*** Recorded data Section Begins ***

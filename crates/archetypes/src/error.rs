//! Archetype configuration errors.
//!
//! Every variant is fatal: a run never starts with an invalid persona.

use std::path::PathBuf;

use behaviors::{Dimension, UnknownDimension, ValidationError};
use thiserror::Error;

pub type Result<T> = std::result::Result<T, ConfigurationError>;

#[derive(Debug, Error)]
pub enum ConfigurationError {
    #[error("archetype name must not be empty")]
    EmptyName,

    #[error("archetype '{archetype}': {source}")]
    Behavior {
        archetype: String,
        #[source]
        source: ValidationError,
    },

    #[error("archetype '{archetype}' is missing the {dimension} dimension")]
    MissingDimension {
        archetype: String,
        dimension: Dimension,
    },

    #[error("archetype '{archetype}': interaction {source_dim}->{target} references undeclared dimension {dimension}")]
    UndeclaredDimension {
        archetype: String,
        source_dim: Dimension,
        target: Dimension,
        dimension: Dimension,
    },

    #[error("archetype '{archetype}': unsupported interaction {source_dim}->{target}")]
    UnsupportedInteraction {
        archetype: String,
        source_dim: Dimension,
        target: Dimension,
    },

    #[error("archetype '{archetype}': interaction {source_dim}->{target} declared twice")]
    DuplicateInteraction {
        archetype: String,
        source_dim: Dimension,
        target: Dimension,
    },

    #[error("archetype '{archetype}': interaction factor {factor} must be within [-1, 1]")]
    InvalidFactor { archetype: String, factor: f64 },

    #[error("archetype '{archetype}': {field} range ({lo}, {hi}) is empty or out of bounds")]
    InvalidRange {
        archetype: String,
        field: &'static str,
        lo: f64,
        hi: f64,
    },

    #[error("archetype '{archetype}': sector whitelist is empty")]
    EmptyWhitelist { archetype: String },

    #[error("archetype '{archetype}': max target revision {value} must be > 0")]
    InvalidRevisionCap { archetype: String, value: f64 },

    #[error("unknown archetype '{0}'")]
    UnknownArchetype(String),

    #[error(transparent)]
    UnknownDimension(#[from] UnknownDimension),

    #[error("failed to read {}: {source}", .path.display())]
    Io {
        path: PathBuf,
        #[source]
        source: std::io::Error,
    },

    #[error("invalid archetype JSON: {0}")]
    Json(#[from] serde_json::Error),
}
//! Forecasts awaiting evaluation and the records they turn into.

use serde::{Deserialize, Serialize};
use types::{
    ActionId, ActionType, AnalystId, Field, IdeaId, RecordId, Recommendation, SecurityId,
    Timestamp,
};

/// Forward-looking value attached to a research action.
#[derive(Debug, Clone, PartialEq, Serialize, Deserialize)]
pub struct Forecast {
    /// Field the forecast is about (target price, EPS estimate, ...).
    pub field: Field,
    /// Forecast value.
    pub predicted: f64,
    /// Observed value of `field` when the forecast was issued.
    pub reference: f64,
    pub recommendation: Option<Recommendation>,
}

impl Forecast {
    pub fn new(field: Field, predicted: f64, reference: f64) -> Self {
        Self {
            field,
            predicted,
            reference,
            recommendation: None,
        }
    }

    pub fn with_recommendation(mut self, recommendation: Recommendation) -> Self {
        self.recommendation = Some(recommendation);
        self
    }
}

/// A scheduled evaluation.
#[derive(Debug, Clone, PartialEq, Serialize, Deserialize)]
pub struct PendingEvaluation {
    pub action_id: ActionId,
    pub analyst_id: AnalystId,
    pub idea_id: IdeaId,
    pub security_id: SecurityId,
    pub action_type: ActionType,
    pub issued_at: Timestamp,
    pub due_at: Timestamp,
    pub horizon_days: u32,
    pub forecast: Forecast,
}

/// Immutable outcome of one evaluated forecast.
#[derive(Debug, Clone, PartialEq, Serialize, Deserialize)]
pub struct PerformanceRecord {
    pub record_id: RecordId,
    pub action_id: ActionId,
    pub analyst_id: AnalystId,
    pub idea_id: IdeaId,
    pub security_id: SecurityId,
    pub action_type: ActionType,
    pub issued_at: Timestamp,
    pub evaluated_at: Timestamp,
    pub horizon_days: u32,
    pub field: Field,
    pub predicted: f64,
    pub realized: f64,
    pub reference: f64,
    /// |predicted - realized| / |realized|
    pub forecast_error: f64,
    /// (realized - reference) / reference
    pub realized_return: f64,
    /// Whether the recommendation's direction matched the realized move.
    /// `None` for Hold or when no recommendation was made.
    pub direction_correct: Option<bool>,
    /// 1 - forecast_error, floored at 0.
    pub accuracy: f64,
}

impl PerformanceRecord {
    pub(crate) fn evaluate(
        record_id: RecordId,
        pending: &PendingEvaluation,
        realized: f64,
        evaluated_at: Timestamp,
    ) -> Self {
        let forecast = &pending.forecast;
        let forecast_error = relative_error(forecast.predicted, realized);
        let realized_return = if forecast.reference.abs() > f64::EPSILON {
            (realized - forecast.reference) / forecast.reference
        } else {
            0.0
        };
        let direction_correct = forecast
            .recommendation
            .map(Recommendation::direction)
            .filter(|d| *d != 0.0)
            .map(|d| d * realized_return > 0.0);

        Self {
            record_id,
            action_id: pending.action_id,
            analyst_id: pending.analyst_id,
            idea_id: pending.idea_id,
            security_id: pending.security_id.clone(),
            action_type: pending.action_type,
            issued_at: pending.issued_at,
            evaluated_at,
            horizon_days: pending.horizon_days,
            field: forecast.field,
            predicted: forecast.predicted,
            realized,
            reference: forecast.reference,
            forecast_error,
            realized_return,
            direction_correct,
            accuracy: (1.0 - forecast_error).max(0.0),
        }
    }
}

fn relative_error(predicted: f64, realized: f64) -> f64 {
    if realized.abs() > f64::EPSILON {
        (predicted - realized).abs() / realized.abs()
    } else {
        (predicted - realized).abs()
    }
}

#[cfg(test)]
mod tests {
    use super::*;
    use chrono::{Duration, TimeZone, Utc};

    fn pending(predicted: f64, reference: f64, rec: Recommendation) -> PendingEvaluation {
        let issued_at = Utc.with_ymd_and_hms(2023, 1, 3, 16, 0, 0).unwrap();
        PendingEvaluation {
            action_id: ActionId(1),
            analyst_id: AnalystId(1),
            idea_id: IdeaId::new(AnalystId(1), 1),
            security_id: "SEC001".into(),
            action_type: ActionType::TargetPriceRevision,
            issued_at,
            due_at: issued_at + Duration::days(90),
            horizon_days: 90,
            forecast: Forecast::new(Field::Price, predicted, reference).with_recommendation(rec),
        }
    }

    #[test]
    fn test_record_metrics() {
        let p = pending(110.0, 100.0, Recommendation::Buy);
        let record = PerformanceRecord::evaluate(RecordId(1), &p, 100.0, p.due_at);
        assert!((record.forecast_error - 0.10).abs() < 1e-12);
        assert!((record.accuracy - 0.90).abs() < 1e-12);
        assert_eq!(record.realized_return, 0.0);
        assert_eq!(record.direction_correct, Some(false));
    }

    #[test]
    fn test_hold_has_no_direction() {
        let p = pending(100.0, 100.0, Recommendation::Hold);
        let record = PerformanceRecord::evaluate(RecordId(1), &p, 120.0, p.due_at);
        assert_eq!(record.direction_correct, None);
        assert!((record.realized_return - 0.2).abs() < 1e-12);
    }

    #[test]
    fn test_accuracy_floored_at_zero() {
        let p = pending(400.0, 100.0, Recommendation::StrongBuy);
        let record = PerformanceRecord::evaluate(RecordId(1), &p, 100.0, p.due_at);
        assert_eq!(record.accuracy, 0.0);
    }
}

*** Recorded data Section Ends ***

* _Work order_
Write out an exact copy of every record shown above.

* _Response for this exercise_
filename crates/archetypes/src/error.rs
//! Archetype configuration errors.
//!
//! Every variant is fatal: a run never starts with an invalid persona.

use std::path::PathBuf;

use behaviors::{Dimension, UnknownDimension, ValidationError};
use thiserror::Error;

pub type Result<T> = std::result::Result<T, ConfigurationError>;

#[derive(Debug, Error)]
pub enum ConfigurationError {
    #[error("archetype name must not be empty")]
    EmptyName,

    #[error("archetype '{archetype}': {source}")]
    Behavior {
        archetype: String,
        #[source]
        source: ValidationError,
    },

    #[error("archetype '{archetype}' is missing the {dimension} dimension")]
    MissingDimension {
        archetype: String,
        dimension: Dimension,
    },

    #[error("archetype '{archetype}': interaction {source_dim}->{target} references undeclared dimension {dimension}")]
    UndeclaredDimension {
        archetype: String,
        source_dim: Dimension,
        target: Dimension,
        dimension: Dimension,
    },

    #[error("archetype '{archetype}': unsupported interaction {source_dim}->{target}")]
    UnsupportedInteraction {
        archetype: String,
        source_dim: Dimension,
        target: Dimension,
    },

    #[error("archetype '{archetype}': interaction {source_dim}->{target} declared twice")]
    DuplicateInteraction {
        archetype: String,
        source_dim: Dimension,
        target: Dimension,
    },

    #[error("archetype '{archetype}': interaction factor {factor} must be within [-1, 1]")]
    InvalidFactor { archetype: String, factor: f64 },

    #[error("archetype '{archetype}': {field} range ({lo}, {hi}) is empty or out of bounds")]
    InvalidRange {
        archetype: String,
        field: &'static str,
        lo: f64,
        hi: f64,
    },

    #[error("archetype '{archetype}': sector whitelist is empty")]
    EmptyWhitelist { archetype: String },

    #[error("archetype '{archetype}': max target revision {value} must be > 0")]
    InvalidRevisionCap { archetype: String, value: f64 },

    #[error("unknown archetype '{0}'")]
    UnknownArchetype(String),

    #[error(transparent)]
    UnknownDimension(#[from] UnknownDimension),

    #[error("failed to read {}: {source}", .path.display())]
    Io {
        path: PathBuf,
        #[source]
        source: std::io::Error,
    },

    #[error("invalid archetype JSON: {0}")]
    Json(#[from] serde_json::Error),
}
//! Forecasts awaiting evaluation and the records they turn into.

use serde::{Deserialize, Serialize};
use types::{
    ActionId, ActionType, AnalystId, Field, IdeaId, RecordId, Recommendation, SecurityId,
    Timestamp,
};

/// Forward-looking value attached to a research action.
#[derive(Debug, Clone, PartialEq, Serialize, Deserialize)]
pub struct Forecast {
    /// Field the forecast is about (target price, EPS estimate, ...).
    pub field: Field,
    /// Forecast value.
    pub predicted: f64,
    /// Observed value of `field` when the forecast was issued.
    pub reference: f64,
    pub recommendation: Option<Recommendation>,
}

impl Forecast {
    pub fn new(field: Field, predicted: f64, reference: f64) -> Self {
        Self {
            field,
            predicted,
            reference,
            recommendation: None,
        }
    }

    pub fn with_recommendation(mut self, recommendation: Recommendation) -> Self {
        self.recommendation = Some(recommendation);
        self
    }
}

/// A scheduled evaluation.
#[derive(Debug, Clone, PartialEq, Serialize, Deserialize)]
pub struct PendingEvaluation {
    pub action_id: ActionId,
    pub analyst_id: AnalystId,
    pub idea_id: IdeaId,
    pub security_id: SecurityId,
    pub action_type: ActionType,
    pub issued_at: Timestamp,
    pub due_at: Timestamp,
    pub horizon_days: u32,
    pub forecast: Forecast,
}

/// Immutable outcome of one evaluated forecast.
#[derive(Debug, Clone, PartialEq, Serialize, Deserialize)]
pub struct PerformanceRecord {
    pub record_id: RecordId,
    pub action_id: ActionId,
    pub analyst_id: AnalystId,
    pub idea_id: IdeaId,
    pub security_id: SecurityId,
    pub action_type: ActionType,
    pub issued_at: Timestamp,
    pub evaluated_at: Timestamp,
    pub horizon_days: u32,
    pub field: Field,
    pub predicted: f64,
    pub realized: f64,
    pub reference: f64,
    /// |predicted - realized| / |realized|
    pub forecast_error: f64,
    /// (realized - reference) / reference
    pub realized_return: f64,
    /// Whether the recommendation's direction matched the realized move.
    /// `None` for Hold or when no recommendation was made.
    pub direction_correct: Option<bool>,
    /// 1 - forecast_error, floored at 0.
    pub accuracy: f64,
}

impl PerformanceRecord {
    pub(crate) fn evaluate(
        record_id: RecordId,
        pending: &PendingEvaluation,
        realized: f64,
        evaluated_at: Timestamp,
    ) -> Self {
        let forecast = &pending.forecast;
        let forecast_error = relative_error(forecast.predicted, realized);
        let realized_return = if forecast.reference.abs() > f64::EPSILON {
            (realized - forecast.reference) / forecast.reference
        } else {
            0.0
        };
        let direction_correct = forecast
            .recommendation
            .map(Recommendation::direction)
            .filter(|d| *d != 0.0)
            .map(|d| d * realized_return > 0.0);

        Self {
            record_id,
            action_id: pending.action_id,
            analyst_id: pending.analyst_id,
            idea_id: pending.idea_id,
            security_id: pending.security_id.clone(),
            action_type: pending.action_type,
            issued_at: pending.issued_at,
            evaluated_at,
            horizon_days: pending.horizon_days,
            field: forecast.field,
            predicted: forecast.predicted,
            realized,
            reference: forecast.reference,
            forecast_error,
            realized_return,
            direction_correct,
            accuracy: (1.0 - forecast_error).max(0.0),
        }
    }
}

fn relative_error(predicted: f64, realized: f64) -> f64 {
    if realized.abs() > f64::EPSILON {
        (predicted - realized).abs() / realized.abs()
    } else {
        (predicted - realized).abs()
    }
}

#[cfg(test)]
mod tests {
    use super::*;
    use chrono::{Duration, TimeZone, Utc};

    fn pending(predicted: f64, reference: f64, rec: Recommendation) -> PendingEvaluation {
        let issued_at = Utc.with_ymd_and_hms(2023, 1, 3, 16, 0, 0).unwrap();
        PendingEvaluation {
            action_id: ActionId(1),
            analyst_id: AnalystId(1),
            idea_id: IdeaId::new(AnalystId(1), 1),
            security_id: "SEC001".into(),
            action_type: ActionType::TargetPriceRevision,
            issued_at,
            due_at: issued_at + Duration::days(90),
            horizon_days: 90,
            forecast: Forecast::new(Field::Price, predicted, reference).with_recommendation(rec),
        }
    }

    #[test]
    fn test_record_metrics() {
        let p = pending(110.0, 100.0, Recommendation::Buy);
        let record = PerformanceRecord::evaluate(RecordId(1), &p, 100.0, p.due_at);
        assert!((record.forecast_error - 0.10).abs() < 1e-12);
        assert!((record.accuracy - 0.90).abs() < 1e-12);
        assert_eq!(record.realized_return, 0.0);
        assert_eq!(record.direction_correct, Some(false));
    }

    #[test]
    fn test_hold_has_no_direction() {
        let p = pending(100.0, 100.0, Recommendation::Hold);
        let record = PerformanceRecord::evaluate(RecordId(1), &p, 120.0, p.due_at);
        assert_eq!(record.direction_correct, None);
        assert!((record.realized_return - 0.2).abs() < 1e-12);
    }

    #[test]
    fn test_accuracy_floored_at_zero() {
        let p = pending(400.0, 100.0, Recommendation::StrongBuy);
        let record = PerformanceRecord::evaluate(RecordId(1), &p, 100.0, p.due_at);
        assert_eq!(record.accuracy, 0.0);
    }
}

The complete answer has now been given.